MATERIAL TO PROCESS =
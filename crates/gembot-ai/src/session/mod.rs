//! Conversation session management.
//!
//! A `Session` holds the conversation history (messages) and commits a
//! turn only once the remote side has answered it.

mod chat;
mod manager;

pub use manager::Session;
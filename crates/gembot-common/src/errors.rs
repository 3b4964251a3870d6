use std::path::PathBuf;

#[derive(Debug, thiserror::Error)]
pub enum ConfigError {
    #[error("config file not found: {0}")]
    FileNotFound(PathBuf),

    #[error("config parse error: {0}")]
    ParseError(String),

    #[error("config validation error: {0}")]
    ValidationError(String),
}

#[derive(Debug, thiserror::Error)]
pub enum GembotError {
    #[error(transparent)]
    Io(#[from] std::io::Error),
}

#[cfg(test)]
mod tests {
    use super::*;

    #[test]
    fn config_error_display() {
        let err = ConfigError::FileNotFound(PathBuf::from("/tmp/missing.toml"));
        assert_eq!(err.to_string(), "config file not found: /tmp/missing.toml");

        let err = ConfigError::ParseError("unexpected token".into());
        assert_eq!(err.to_string(), "config parse error: unexpected token");

        let err = ConfigError::ValidationError("model.temperature = 3 is out of range".into());
        assert_eq!(
            err.to_string(),
            "config validation error: model.temperature = 3 is out of range"
        );
    }

    #[test]
    fn gembot_error_from_io() {
        let io_err = std::io::Error::new(std::io::ErrorKind::BrokenPipe, "stdout closed");
        let err: GembotError = io_err.into();
        assert!(matches!(err, GembotError::Io(_)));
        assert!(err.to_string().contains("stdout closed"));
    }
}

WORK REQUIRED = Every line of the data above is to be copied out exactly.

SOLUTION =
filename crates/gembot-ai/src/session/mod.rs
//! Conversation session management.
//!
//! A `Session` holds the conversation history (messages) and commits a
//! turn only once the remote side has answered it.

mod chat;
mod manager;

pub use manager::Session;
filename crates/gembot-common/src/errors.rs
repository 3b4964251a3870d6
use std::path::PathBuf;

#[derive(Debug, thiserror::Error)]
pub enum ConfigError {
    #[error("config file not found: {0}")]
    FileNotFound(PathBuf),

    #[error("config parse error: {0}")]
    ParseError(String),

    #[error("config validation error: {0}")]
    ValidationError(String),
}

#[derive(Debug, thiserror::Error)]
pub enum GembotError {
    #[error(transparent)]
    Io(#[from] std::io::Error),
}

#[cfg(test)]
mod tests {
    use super::*;

    #[test]
    fn config_error_display() {
        let err = ConfigError::FileNotFound(PathBuf::from("/tmp/missing.toml"));
        assert_eq!(err.to_string(), "config file not found: /tmp/missing.toml");

        let err = ConfigError::ParseError("unexpected token".into());
        assert_eq!(err.to_string(), "config parse error: unexpected token");

        let err = ConfigError::ValidationError("model.temperature = 3 is out of range".into());
        assert_eq!(
            err.to_string(),
            "config validation error: model.temperature = 3 is out of range"
        );
    }

    #[test]
    fn gembot_error_from_io() {
        let io_err = std::io::Error::new(std::io::ErrorKind::BrokenPipe, "stdout closed");
        let err: GembotError = io_err.into();
        assert!(matches!(err, GembotError::Io(_)));
        assert!(err.to_string().contains("stdout closed"));
    }
}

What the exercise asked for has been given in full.